REFLEXIONES APÁTRIDAS
“Al que ingrato me deja, busco amante;
al que amante me sigue, dejo ingrata”
Casi para todo existen frases hechas. Algunas son estrambóticas, otras hasta exóticas y otras más tienen un trasfondo cultural desdibujado. Sin embargo, las usamos con soltura incluso si las aborrecemos un tanto —como es mi caso. Es innegable su utilidad para salir bien librados de pláticas ineludibles con nuestros vecinos, así mismo con los conocidos y familiares secretamente despreciados que los días con mala estrella encontramos en lugares públicos y reuniones.
No voy a negar aquí que hago uso de varios trucos para eludir la obligación de saludar a mis vecinos.

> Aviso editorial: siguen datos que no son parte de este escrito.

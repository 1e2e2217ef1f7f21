//! Chapter → page coordinate system for one rendering.

use std::collections::BTreeMap;

use crate::error::{Error, Result};

/// Ordered mapping from chapter number to the physical pages it spans.
///
/// Invariants, enforced by every constructor:
/// - chapter numbers are positive and strictly increasing;
/// - every chapter has at least one page;
/// - pages strictly increase within a chapter and across chapters, so every
///   page of chapter `c1` is below every page of any later chapter.
#[derive(Debug, Clone, Default, PartialEq, Eq)]
#[cfg_attr(feature = "cli", derive(serde::Serialize))]
#[cfg_attr(feature = "cli", serde(transparent))]
pub struct ChapterMap {
    chapters: BTreeMap<u32, Vec<u32>>,
}

impl ChapterMap {
    /// An empty map. Produced for documents with no page signals.
    pub fn empty() -> Self {
        Self::default()
    }

    /// Build a map from already-ordered data, rejecting anything that breaks
    /// the ordering invariants.
    pub fn new(chapters: BTreeMap<u32, Vec<u32>>) -> Result<Self> {
        let mut prev_page: Option<u32> = None;

        for (&chapter, pages) in &chapters {
            if chapter == 0 {
                return Err(Error::InvalidChapterMap(
                    "chapter numbers start at 1".to_string(),
                ));
            }
            if pages.is_empty() {
                return Err(Error::InvalidChapterMap(format!(
                    "chapter {chapter} has no pages"
                )));
            }
            for &page in pages {
                if prev_page.is_some_and(|prev| page <= prev) {
                    return Err(Error::InvalidChapterMap(format!(
                        "page {page} in chapter {chapter} does not follow page {}",
                        prev_page.unwrap_or_default()
                    )));
                }
                prev_page = Some(page);
            }
        }

        Ok(Self { chapters })
    }

    /// Repair a raw chapter dictionary into a valid map.
    ///
    /// Chapters are visited in key order and renumbered densely from 1.
    /// Within each chapter pages are sorted, then any page that does not
    /// exceed the last accepted page (carried across chapters) becomes
    /// `last + 1`. Pages that cannot move past `u32::MAX` are dropped, as are
    /// chapters left without pages. Never fails; running it on its own output
    /// is a no-op.
    pub fn repair(raw: BTreeMap<u32, Vec<u32>>) -> Self {
        let mut chapters = BTreeMap::new();
        let mut prev_chapter = 0u32;
        let mut prev_page: Option<u32> = None;

        for (_, mut pages) in raw {
            pages.sort_unstable();

            let mut accepted = Vec::with_capacity(pages.len());
            for page in pages {
                let page = match prev_page {
                    None if page > 0 => page,
                    None => 1,
                    Some(prev) if page > prev => page,
                    Some(prev) => match prev.checked_add(1) {
                        Some(next) => next,
                        None => break,
                    },
                };
                accepted.push(page);
                prev_page = Some(page);
            }

            if accepted.is_empty() {
                continue;
            }
            prev_chapter += 1;
            chapters.insert(prev_chapter, accepted);
        }

        Self { chapters }
    }

    /// Expand every chapter to the contiguous page range `min..=max`.
    ///
    /// Pages that carried no header in the extracted text are still
    /// physically inside their chapter; filling makes them addressable.
    pub fn filled(&self) -> Self {
        let chapters = self
            .chapters
            .iter()
            .map(|(&chapter, pages)| {
                let first = pages[0];
                let last = pages[pages.len() - 1];
                (chapter, (first..=last).collect())
            })
            .collect();
        Self { chapters }
    }

    pub fn is_empty(&self) -> bool {
        self.chapters.is_empty()
    }

    /// Number of chapters.
    pub fn len(&self) -> usize {
        self.chapters.len()
    }

    /// Pages belonging to `chapter`, in order.
    pub fn pages(&self, chapter: u32) -> Option<&[u32]> {
        self.chapters.get(&chapter).map(Vec::as_slice)
    }

    /// The chapter whose page list contains `page`.
    pub fn chapter_of(&self, page: u32) -> Option<u32> {
        self.chapters
            .iter()
            .find(|(_, pages)| pages.binary_search(&page).is_ok())
            .map(|(&chapter, _)| chapter)
    }

    /// 1-based rank of `page` within `chapter`, if it is listed there.
    pub fn ordinal_of(&self, chapter: u32, page: u32) -> Option<usize> {
        self.pages(chapter)?
            .binary_search(&page)
            .ok()
            .map(|index| index + 1)
    }

    /// Rank of the last listed page not after `page`, at least 1.
    ///
    /// Equals [`ordinal_of`](Self::ordinal_of) for listed pages. For pages
    /// pushed past the end of the chapter by monotonic correction this is
    /// the chapter's last ordinal; the result always addresses a real entry.
    pub fn clamped_ordinal(&self, chapter: u32, page: u32) -> Option<usize> {
        let pages = self.pages(chapter)?;
        Some(pages.partition_point(|&p| p <= page).max(1))
    }

    /// Physical page at 1-based `ordinal` in `chapter`.
    pub fn page_at(&self, chapter: u32, ordinal: usize) -> Option<u32> {
        let index = ordinal.checked_sub(1)?;
        self.pages(chapter)?.get(index).copied()
    }

    pub fn first_chapter(&self) -> Option<u32> {
        self.chapters.keys().next().copied()
    }

    /// Iterate `(chapter, pages)` in chapter order.
    pub fn iter(&self) -> impl Iterator<Item = (u32, &[u32])> {
        self.chapters
            .iter()
            .map(|(&chapter, pages)| (chapter, pages.as_slice()))
    }

    pub fn into_inner(self) -> BTreeMap<u32, Vec<u32>> {
        self.chapters
    }
}

#[cfg(test)]
mod tests {
    use super::*;
    use proptest::prelude::*;

    fn raw(entries: &[(u32, &[u32])]) -> BTreeMap<u32, Vec<u32>> {
        entries.iter().map(|(c, p)| (*c, p.to_vec())).collect()
    }

    #[test]
    fn test_repair_scenario() {
        let map = ChapterMap::repair(raw(&[(1, &[5]), (2, &[5, 4]), (4, &[6])]));
        assert_eq!(map.into_inner(), raw(&[(1, &[5]), (2, &[6, 7]), (3, &[8])]));
    }

    #[test]
    fn test_repair_lifts_page_zero() {
        let map = ChapterMap::repair(raw(&[(1, &[0, 1])]));
        assert_eq!(map.pages(1), Some(&[1, 2][..]));
    }

    #[test]
    fn test_repair_drops_empty_chapters() {
        let map = ChapterMap::repair(raw(&[(1, &[]), (2, &[3])]));
        assert_eq!(map.into_inner(), raw(&[(1, &[3])]));
    }

    #[test]
    fn test_repair_stops_at_last_page_number() {
        let max = u32::MAX;
        let input = raw(&[(1, &[max - 1, max]), (2, &[max]), (3, &[max, 2])]);
        let map = ChapterMap::repair(input);
        assert_eq!(map.clone().into_inner(), raw(&[(1, &[max - 1, max])]));
        assert!(ChapterMap::new(map.into_inner()).is_ok());
    }

    #[test]
    fn test_new_rejects_overlapping_chapters() {
        let err = ChapterMap::new(raw(&[(1, &[1, 5]), (2, &[4])])).unwrap_err();
        assert!(matches!(err, Error::InvalidChapterMap(_)));
    }

    #[test]
    fn test_new_rejects_chapter_zero() {
        assert!(ChapterMap::new(raw(&[(0, &[1])])).is_err());
    }

    #[test]
    fn test_new_accepts_gaps() {
        let map = ChapterMap::new(raw(&[(1, &[1, 3]), (3, &[7])])).unwrap();
        assert_eq!(map.len(), 2);
        assert_eq!(map.chapter_of(7), Some(3));
        assert_eq!(map.chapter_of(2), None);
    }

    #[test]
    fn test_filled_closes_gaps() {
        let map = ChapterMap::new(raw(&[(1, &[1, 4]), (2, &[6])])).unwrap();
        assert_eq!(map.filled().into_inner(), raw(&[(1, &[1, 2, 3, 4]), (2, &[6])]));
    }

    #[test]
    fn test_ordinals() {
        let map = ChapterMap::new(raw(&[(1, &[1, 2]), (2, &[5, 6, 8])])).unwrap();
        assert_eq!(map.ordinal_of(2, 6), Some(2));
        assert_eq!(map.ordinal_of(2, 7), None);
        assert_eq!(map.clamped_ordinal(2, 7), Some(2));
        assert_eq!(map.clamped_ordinal(2, 40), Some(3));
        assert_eq!(map.clamped_ordinal(2, 1), Some(1));
        assert_eq!(map.page_at(2, 3), Some(8));
        assert_eq!(map.page_at(2, 0), None);
        assert_eq!(map.page_at(9, 1), None);
    }

    fn arb_raw() -> impl Strategy<Value = BTreeMap<u32, Vec<u32>>> {
        prop::collection::btree_map(0u32..40, prop::collection::vec(0u32..500, 0..8), 0..10)
    }

    proptest! {
        #[test]
        fn prop_repair_output_is_strictly_increasing(input in arb_raw()) {
            let map = ChapterMap::repair(input);
            let mut prev_chapter = 0;
            let mut prev_page = 0;
            for (chapter, pages) in map.iter() {
                prop_assert!(chapter > prev_chapter);
                prev_chapter = chapter;
                prop_assert!(!pages.is_empty());
                for &page in pages {
                    prop_assert!(page > prev_page);
                    prev_page = page;
                }
            }
        }

        #[test]
        fn prop_repair_is_idempotent(input in arb_raw()) {
            let once = ChapterMap::repair(input);
            let twice = ChapterMap::repair(once.clone().into_inner());
            prop_assert_eq!(once, twice);
        }

        #[test]
        fn prop_repaired_maps_pass_validation(input in arb_raw()) {
            let map = ChapterMap::repair(input);
            prop_assert!(ChapterMap::new(map.clone().into_inner()).is_ok());
            prop_assert!(ChapterMap::new(map.filled().into_inner()).is_ok());
        }

        #[test]
        fn prop_clamped_ordinal_stays_in_chapter(input in arb_raw(), page in 0u32..600) {
            let map = ChapterMap::repair(input);
            for (chapter, pages) in map.iter() {
                let ordinal = map.clamped_ordinal(chapter, page).unwrap();
                prop_assert!(ordinal >= 1 && ordinal <= pages.len());
            }
        }
    }
}
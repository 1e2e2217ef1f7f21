//! Rewrites changed paragraphs of `document.xml` in place.
//!
//! Unchanged paragraphs are copied byte for byte. A changed paragraph keeps
//! its opening tag and `<w:pPr>`, and its runs are replaced by a single run
//! carrying the first run's `<w:rPr>`.

use quick_xml::escape::partial_escape;

use super::reader::ParagraphSpan;
use crate::model::Paragraph;

/// Splice `updated` paragraph texts into `xml`.
///
/// `spans`, `original` and `updated` are parallel, in document order.
pub fn rewrite_paragraphs(
    xml: &str,
    spans: &[ParagraphSpan],
    original: &[Paragraph],
    updated: &[Paragraph],
) -> String {
    let mut out = String::with_capacity(xml.len() + xml.len() / 8);
    let mut cursor = 0;

    for ((span, before), after) in spans.iter().zip(original).zip(updated) {
        if before.text == after.text {
            continue;
        }
        out.push_str(&xml[cursor..span.element.start]);
        write_paragraph(&mut out, xml, span, &after.text);
        cursor = span.element.end;
    }

    out.push_str(&xml[cursor..]);
    out
}

fn write_paragraph(out: &mut String, xml: &str, span: &ParagraphSpan, text: &str) {
    let tag = &xml[span.start_tag.clone()];
    if span.is_self_closing() {
        out.push_str(tag.trim_end_matches("/>").trim_end());
        out.push('>');
    } else {
        out.push_str(tag);
    }

    if let Some(properties) = &span.properties {
        out.push_str(&xml[properties.clone()]);
    }

    if !text.is_empty() {
        out.push_str("<w:r>");
        if let Some(properties) = &span.first_run_properties {
            out.push_str(&xml[properties.clone()]);
        }
        write_run_content(out, text);
        out.push_str("</w:r>");
    }

    out.push_str("</w:p>");
}

/// Text as `<w:t>` segments separated by tab and break elements.
fn write_run_content(out: &mut String, text: &str) {
    let mut segment = String::new();
    let flush = |out: &mut String, segment: &mut String| {
        if !segment.is_empty() {
            out.push_str(r#"<w:t xml:space="preserve">"#);
            out.push_str(&partial_escape(segment.as_str()));
            out.push_str("</w:t>");
            segment.clear();
        }
    };

    for c in text.chars() {
        match c {
            '\t' => {
                flush(out, &mut segment);
                out.push_str("<w:tab/>");
            }
            '\n' => {
                flush(out, &mut segment);
                out.push_str("<w:br/>");
            }
            _ => segment.push(c),
        }
    }
    flush(out, &mut segment);
}

#[cfg(test)]
mod tests {
    use super::*;
    use crate::docx::reader::{StyleNames, parse_paragraphs};

    fn doc(body: &str) -> String {
        format!(r#"<w:document><w:body>{body}</w:body></w:document>"#)
    }

    fn rewrite(xml: &str, texts: &[&str]) -> String {
        let parsed = parse_paragraphs(xml, &StyleNames::default()).unwrap();
        let (original, spans): (Vec<_>, Vec<_>) = parsed.into_iter().unzip();
        let updated: Vec<Paragraph> = original
            .iter()
            .zip(texts)
            .map(|(p, t)| Paragraph::new(*t, p.style.clone()))
            .collect();
        rewrite_paragraphs(xml, &spans, &original, &updated)
    }

    #[test]
    fn test_unchanged_is_byte_identical() {
        let xml = doc(r#"<w:p><w:r><w:t>a</w:t></w:r></w:p><w:p/>"#);
        assert_eq!(rewrite(&xml, &["a", ""]), xml);
    }

    #[test]
    fn test_changed_paragraph_keeps_properties() {
        let xml = doc(concat!(
            r#"<w:p w:rsidR="01"><w:pPr><w:jc w:val="both"/></w:pPr>"#,
            r#"<w:r><w:rPr><w:i/></w:rPr><w:t>one </w:t></w:r><w:r><w:t>two</w:t></w:r></w:p>"#,
            r#"<w:p><w:r><w:t>keep</w:t></w:r></w:p>"#,
        ));
        let out = rewrite(&xml, &["one |two| & more", "keep"]);
        assert_eq!(
            out,
            doc(concat!(
                r#"<w:p w:rsidR="01"><w:pPr><w:jc w:val="both"/></w:pPr>"#,
                r#"<w:r><w:rPr><w:i/></w:rPr><w:t xml:space="preserve">one |two| &amp; more</w:t></w:r></w:p>"#,
                r#"<w:p><w:r><w:t>keep</w:t></w:r></w:p>"#,
            ))
        );
    }

    #[test]
    fn test_self_closing_paragraph_is_opened() {
        let xml = doc(r#"<w:p w14:paraId="7A"/>"#);
        assert_eq!(
            rewrite(&xml, &["x"]),
            doc(r#"<w:p w14:paraId="7A"><w:r><w:t xml:space="preserve">x</w:t></w:r></w:p>"#)
        );
    }

    #[test]
    fn test_tabs_and_breaks() {
        let mut out = String::new();
        write_run_content(&mut out, "a\tb\n");
        assert_eq!(
            out,
            r#"<w:t xml:space="preserve">a</w:t><w:tab/><w:t xml:space="preserve">b</w:t><w:br/>"#
        );
    }
}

Lo paradójico es que al que sí estoy dispuesta a saludar utiliza estos trucos conmigo —”constante adoro a quien mi amor maltrata”—, y he disfrutado en demasía cuando no le queda de otra más que cruzar alguna frase conmigo. Es grato, me da orgullo, qué más podría ser —no estoy aquí para mentir. Y es que, pese a todo, para lo bueno y lo malo, en la salud y en la enfermedad, en la traición y la fidelidad, y hasta que la muerte nos separe, no nos queda de otra más que soportarnos como congéneres.
Debido a la dependencia alimentaria que sin ninguna beligerancia de mi parte me domina, constantemente tengo que salir a comprar víveres y demás alimentos procesados —algunos, tampoco lo voy a negar, con las cuatro etiquetas negras octagonales de la muerte— a los supermercados, al tianguis de los jueves, así como a la tiendita de la esquina. En esta última es inevitable encontrar a esos vecinos que con toda clase de artimañas evito saludar. Es entonces cuando hago uso —y ellos a su vez lo hacen— de ese bagaje indeseable, pero útil, de frases hechas; de saludos huecos; de falsas empatías e interés hipócrita en asuntos vanos, pero también en los trascendentes. Así como de lo que siempre rellenará los huecos en esas small talks, cómo se nombran en inglés a esos penosos intercambios de incomodidades: hablar del clima.
El día que la señora R. de la tiendita más cercana me contó los coloridos pleitos con su cuñado y que “le valía un pepino ser la mala del cuento” ante la familia de su marido, para terminar con la confesión de que su marido “no la atendía”, cambié de tienda. No me importa tener que caminar un par de cuadras más. Y no es que no me haya gustado su plática —a estas alturas no voy a comenzar a mentir— o que me haya molestado llegar a casa con las cebollas cuando ya no se necesitaban, sino que estoy segura de que espera alguna confesión de mi parte en reciprocidad.
Hace un par de semanas de eso y, aunque me niego a hacerlo, debo confesar que la extraño un poco. En la otra tienda no me guardan los paquetes de tostadas que no se han quebrado, ni los aguacates para rebanar de inmediato, ni los bolillos más doraditos. El problema es que ahora temo los reproches de la señora R., y no tengo ganas de mentirle o más bien de pensar en una historia creíble sobre mi ausencia. Sabrá si le miento, creo que sabe demasiado: ella es la única vecina de toda la colonia que me llama por mi nombre, sabe cuántos años tengo, el nombre de mi marido, de mis hijas, de mis cuatro animalitos; así como un tanto de nuestra dinámica familiar. Me ha dado coditos de sus mejores plantas y un día hasta destapó una coquita para que me la tomara de camino.
A sabiendas de que tengo carácter de patán, debí retirarme antes de que nuestra relación creciera. En cambio la dejé avanzar por pura conveniencia sin la intención de corresponderle. Huí ante la primera muestra de confianza y ahora ya no sé cómo volver. A veces uno se convierte en lo que más odia. ¿Seré la peor vecina del mundo?